Lines in the data below that contain the word "once" are to be copied.

## Material for the task
"""

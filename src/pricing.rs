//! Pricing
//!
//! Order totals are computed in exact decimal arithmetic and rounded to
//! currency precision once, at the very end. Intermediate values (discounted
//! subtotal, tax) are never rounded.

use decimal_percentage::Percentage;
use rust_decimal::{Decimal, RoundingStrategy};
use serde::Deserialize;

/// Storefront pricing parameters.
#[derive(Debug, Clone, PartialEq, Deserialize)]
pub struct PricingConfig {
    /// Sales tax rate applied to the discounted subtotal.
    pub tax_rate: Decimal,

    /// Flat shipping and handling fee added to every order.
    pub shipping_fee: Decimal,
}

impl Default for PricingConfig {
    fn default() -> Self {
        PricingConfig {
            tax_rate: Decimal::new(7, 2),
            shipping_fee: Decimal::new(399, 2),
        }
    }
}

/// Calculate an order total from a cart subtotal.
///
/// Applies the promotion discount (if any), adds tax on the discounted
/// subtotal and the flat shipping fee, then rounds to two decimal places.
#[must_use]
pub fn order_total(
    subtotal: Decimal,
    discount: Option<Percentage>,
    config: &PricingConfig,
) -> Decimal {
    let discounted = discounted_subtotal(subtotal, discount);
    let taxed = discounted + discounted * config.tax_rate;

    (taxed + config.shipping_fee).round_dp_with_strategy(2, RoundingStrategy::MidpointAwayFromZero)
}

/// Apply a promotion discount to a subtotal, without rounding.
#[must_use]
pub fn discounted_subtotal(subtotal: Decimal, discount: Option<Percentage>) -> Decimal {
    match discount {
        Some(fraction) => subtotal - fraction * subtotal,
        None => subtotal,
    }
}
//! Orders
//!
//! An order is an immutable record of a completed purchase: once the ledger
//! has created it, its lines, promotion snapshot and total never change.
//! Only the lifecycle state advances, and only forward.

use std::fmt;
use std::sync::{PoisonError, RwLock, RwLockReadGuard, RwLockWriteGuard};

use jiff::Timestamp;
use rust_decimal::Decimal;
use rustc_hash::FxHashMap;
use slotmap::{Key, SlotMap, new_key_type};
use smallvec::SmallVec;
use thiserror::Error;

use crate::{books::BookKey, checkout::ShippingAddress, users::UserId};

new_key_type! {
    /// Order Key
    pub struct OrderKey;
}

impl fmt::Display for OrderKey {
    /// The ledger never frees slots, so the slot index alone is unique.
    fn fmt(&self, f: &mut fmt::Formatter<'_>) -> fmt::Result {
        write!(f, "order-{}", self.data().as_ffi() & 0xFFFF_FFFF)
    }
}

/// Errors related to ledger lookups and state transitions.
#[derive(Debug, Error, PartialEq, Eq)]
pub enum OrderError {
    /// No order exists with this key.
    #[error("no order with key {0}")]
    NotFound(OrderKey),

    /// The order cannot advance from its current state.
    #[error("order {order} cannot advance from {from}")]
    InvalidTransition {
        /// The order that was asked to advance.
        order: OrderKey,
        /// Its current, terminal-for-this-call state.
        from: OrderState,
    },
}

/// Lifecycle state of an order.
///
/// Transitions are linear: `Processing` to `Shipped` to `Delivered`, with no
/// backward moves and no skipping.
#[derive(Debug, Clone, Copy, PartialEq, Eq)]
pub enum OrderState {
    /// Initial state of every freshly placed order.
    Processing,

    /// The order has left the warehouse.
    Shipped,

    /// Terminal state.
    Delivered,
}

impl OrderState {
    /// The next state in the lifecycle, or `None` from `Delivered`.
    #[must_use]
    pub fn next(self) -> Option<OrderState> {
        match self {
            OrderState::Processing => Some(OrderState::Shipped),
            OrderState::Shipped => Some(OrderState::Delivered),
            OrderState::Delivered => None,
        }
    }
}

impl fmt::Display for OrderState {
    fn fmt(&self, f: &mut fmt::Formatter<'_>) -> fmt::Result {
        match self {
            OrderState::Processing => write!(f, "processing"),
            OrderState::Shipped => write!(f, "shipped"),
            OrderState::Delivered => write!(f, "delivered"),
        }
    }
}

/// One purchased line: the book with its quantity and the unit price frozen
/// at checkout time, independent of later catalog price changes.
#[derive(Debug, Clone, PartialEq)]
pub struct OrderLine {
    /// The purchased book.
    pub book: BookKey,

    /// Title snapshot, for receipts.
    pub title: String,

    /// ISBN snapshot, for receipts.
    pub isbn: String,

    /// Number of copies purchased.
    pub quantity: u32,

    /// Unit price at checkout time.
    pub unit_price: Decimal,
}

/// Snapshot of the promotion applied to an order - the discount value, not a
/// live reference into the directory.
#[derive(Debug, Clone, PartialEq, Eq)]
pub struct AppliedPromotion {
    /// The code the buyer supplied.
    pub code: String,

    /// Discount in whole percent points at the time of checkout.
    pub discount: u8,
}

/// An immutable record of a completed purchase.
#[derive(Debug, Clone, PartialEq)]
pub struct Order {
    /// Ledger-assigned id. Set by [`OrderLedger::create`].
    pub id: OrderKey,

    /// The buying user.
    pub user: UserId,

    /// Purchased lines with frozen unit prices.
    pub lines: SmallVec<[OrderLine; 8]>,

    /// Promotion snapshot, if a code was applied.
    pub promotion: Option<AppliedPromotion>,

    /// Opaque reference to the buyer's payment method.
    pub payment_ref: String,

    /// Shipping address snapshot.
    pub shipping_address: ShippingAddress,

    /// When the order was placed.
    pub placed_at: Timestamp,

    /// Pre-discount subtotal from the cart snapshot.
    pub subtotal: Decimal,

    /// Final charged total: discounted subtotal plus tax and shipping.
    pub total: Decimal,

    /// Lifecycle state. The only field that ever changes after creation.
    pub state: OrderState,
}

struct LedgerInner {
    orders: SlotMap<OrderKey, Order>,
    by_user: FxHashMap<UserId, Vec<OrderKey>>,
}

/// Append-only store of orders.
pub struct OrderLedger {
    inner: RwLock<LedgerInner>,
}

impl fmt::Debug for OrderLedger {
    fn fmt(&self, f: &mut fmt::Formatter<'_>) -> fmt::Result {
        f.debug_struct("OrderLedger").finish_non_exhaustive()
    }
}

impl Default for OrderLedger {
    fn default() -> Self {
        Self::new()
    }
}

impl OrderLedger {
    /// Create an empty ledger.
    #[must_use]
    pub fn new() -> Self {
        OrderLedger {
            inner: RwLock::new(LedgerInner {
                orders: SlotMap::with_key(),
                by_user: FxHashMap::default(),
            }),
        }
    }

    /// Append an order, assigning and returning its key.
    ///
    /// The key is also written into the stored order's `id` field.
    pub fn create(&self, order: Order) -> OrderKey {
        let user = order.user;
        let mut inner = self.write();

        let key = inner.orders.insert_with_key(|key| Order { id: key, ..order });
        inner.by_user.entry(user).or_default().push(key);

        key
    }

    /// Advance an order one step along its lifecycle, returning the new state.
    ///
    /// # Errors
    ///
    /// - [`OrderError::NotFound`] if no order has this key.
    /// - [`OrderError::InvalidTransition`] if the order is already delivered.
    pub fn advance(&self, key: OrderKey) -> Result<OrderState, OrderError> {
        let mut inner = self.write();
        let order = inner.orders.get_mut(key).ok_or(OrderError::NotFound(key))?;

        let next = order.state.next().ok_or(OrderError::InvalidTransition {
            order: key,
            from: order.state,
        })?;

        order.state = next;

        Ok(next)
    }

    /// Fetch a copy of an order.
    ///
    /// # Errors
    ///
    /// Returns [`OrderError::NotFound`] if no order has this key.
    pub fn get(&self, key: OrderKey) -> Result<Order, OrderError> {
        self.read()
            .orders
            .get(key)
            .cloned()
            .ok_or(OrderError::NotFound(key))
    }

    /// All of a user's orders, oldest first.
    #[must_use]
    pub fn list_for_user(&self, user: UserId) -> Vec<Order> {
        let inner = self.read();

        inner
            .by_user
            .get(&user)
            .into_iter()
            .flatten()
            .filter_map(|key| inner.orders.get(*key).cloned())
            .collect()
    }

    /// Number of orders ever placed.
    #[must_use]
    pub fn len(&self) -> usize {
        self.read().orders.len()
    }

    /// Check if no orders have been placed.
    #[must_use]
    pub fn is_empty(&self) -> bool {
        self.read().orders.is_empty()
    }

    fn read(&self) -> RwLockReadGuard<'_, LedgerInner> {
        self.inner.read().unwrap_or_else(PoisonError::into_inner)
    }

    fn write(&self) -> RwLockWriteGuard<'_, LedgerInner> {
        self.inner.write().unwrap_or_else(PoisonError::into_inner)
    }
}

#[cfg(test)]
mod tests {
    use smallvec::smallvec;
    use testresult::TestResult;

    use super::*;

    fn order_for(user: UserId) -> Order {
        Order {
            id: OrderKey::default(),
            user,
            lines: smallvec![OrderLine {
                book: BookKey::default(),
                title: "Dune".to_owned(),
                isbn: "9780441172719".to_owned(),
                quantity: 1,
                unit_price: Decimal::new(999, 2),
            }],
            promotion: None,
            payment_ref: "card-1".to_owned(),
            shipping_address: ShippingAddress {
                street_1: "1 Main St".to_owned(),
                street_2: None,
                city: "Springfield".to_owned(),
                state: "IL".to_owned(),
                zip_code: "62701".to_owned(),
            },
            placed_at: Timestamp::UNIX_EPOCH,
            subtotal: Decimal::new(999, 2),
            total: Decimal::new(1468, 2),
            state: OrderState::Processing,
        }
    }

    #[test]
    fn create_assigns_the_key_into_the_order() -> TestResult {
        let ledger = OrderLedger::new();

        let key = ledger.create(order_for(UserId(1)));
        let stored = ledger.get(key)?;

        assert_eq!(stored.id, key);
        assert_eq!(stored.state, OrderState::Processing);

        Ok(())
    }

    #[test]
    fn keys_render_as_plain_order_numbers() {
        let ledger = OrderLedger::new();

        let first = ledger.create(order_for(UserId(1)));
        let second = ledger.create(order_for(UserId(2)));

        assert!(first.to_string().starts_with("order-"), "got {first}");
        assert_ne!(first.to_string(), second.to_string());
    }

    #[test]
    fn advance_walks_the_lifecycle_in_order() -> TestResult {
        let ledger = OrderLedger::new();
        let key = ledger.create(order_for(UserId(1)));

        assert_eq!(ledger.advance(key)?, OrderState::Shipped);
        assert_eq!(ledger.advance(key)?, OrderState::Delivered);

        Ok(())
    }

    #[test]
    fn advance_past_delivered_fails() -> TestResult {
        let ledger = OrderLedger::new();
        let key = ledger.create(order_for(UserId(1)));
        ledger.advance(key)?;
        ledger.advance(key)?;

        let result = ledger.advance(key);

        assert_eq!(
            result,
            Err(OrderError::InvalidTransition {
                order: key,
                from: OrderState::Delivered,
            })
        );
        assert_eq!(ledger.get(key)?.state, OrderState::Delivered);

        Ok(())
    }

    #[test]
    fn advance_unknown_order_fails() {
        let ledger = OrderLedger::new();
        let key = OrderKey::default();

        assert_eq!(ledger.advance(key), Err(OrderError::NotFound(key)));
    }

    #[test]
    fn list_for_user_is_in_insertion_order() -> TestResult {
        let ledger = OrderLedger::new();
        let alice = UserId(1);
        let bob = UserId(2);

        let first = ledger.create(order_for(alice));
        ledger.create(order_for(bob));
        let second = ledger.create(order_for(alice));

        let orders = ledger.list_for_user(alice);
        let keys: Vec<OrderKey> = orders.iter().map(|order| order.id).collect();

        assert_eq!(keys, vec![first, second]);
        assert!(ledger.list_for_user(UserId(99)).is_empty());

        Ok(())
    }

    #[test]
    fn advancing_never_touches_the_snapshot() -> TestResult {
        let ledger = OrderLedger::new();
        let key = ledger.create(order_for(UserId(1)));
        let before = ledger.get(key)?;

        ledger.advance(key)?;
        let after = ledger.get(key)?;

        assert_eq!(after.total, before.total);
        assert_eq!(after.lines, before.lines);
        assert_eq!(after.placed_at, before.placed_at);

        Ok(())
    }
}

"""

## Completed task
//! currency precision once, at the very end. Intermediate values (discounted
//! An order is an immutable record of a completed purchase: once the ledger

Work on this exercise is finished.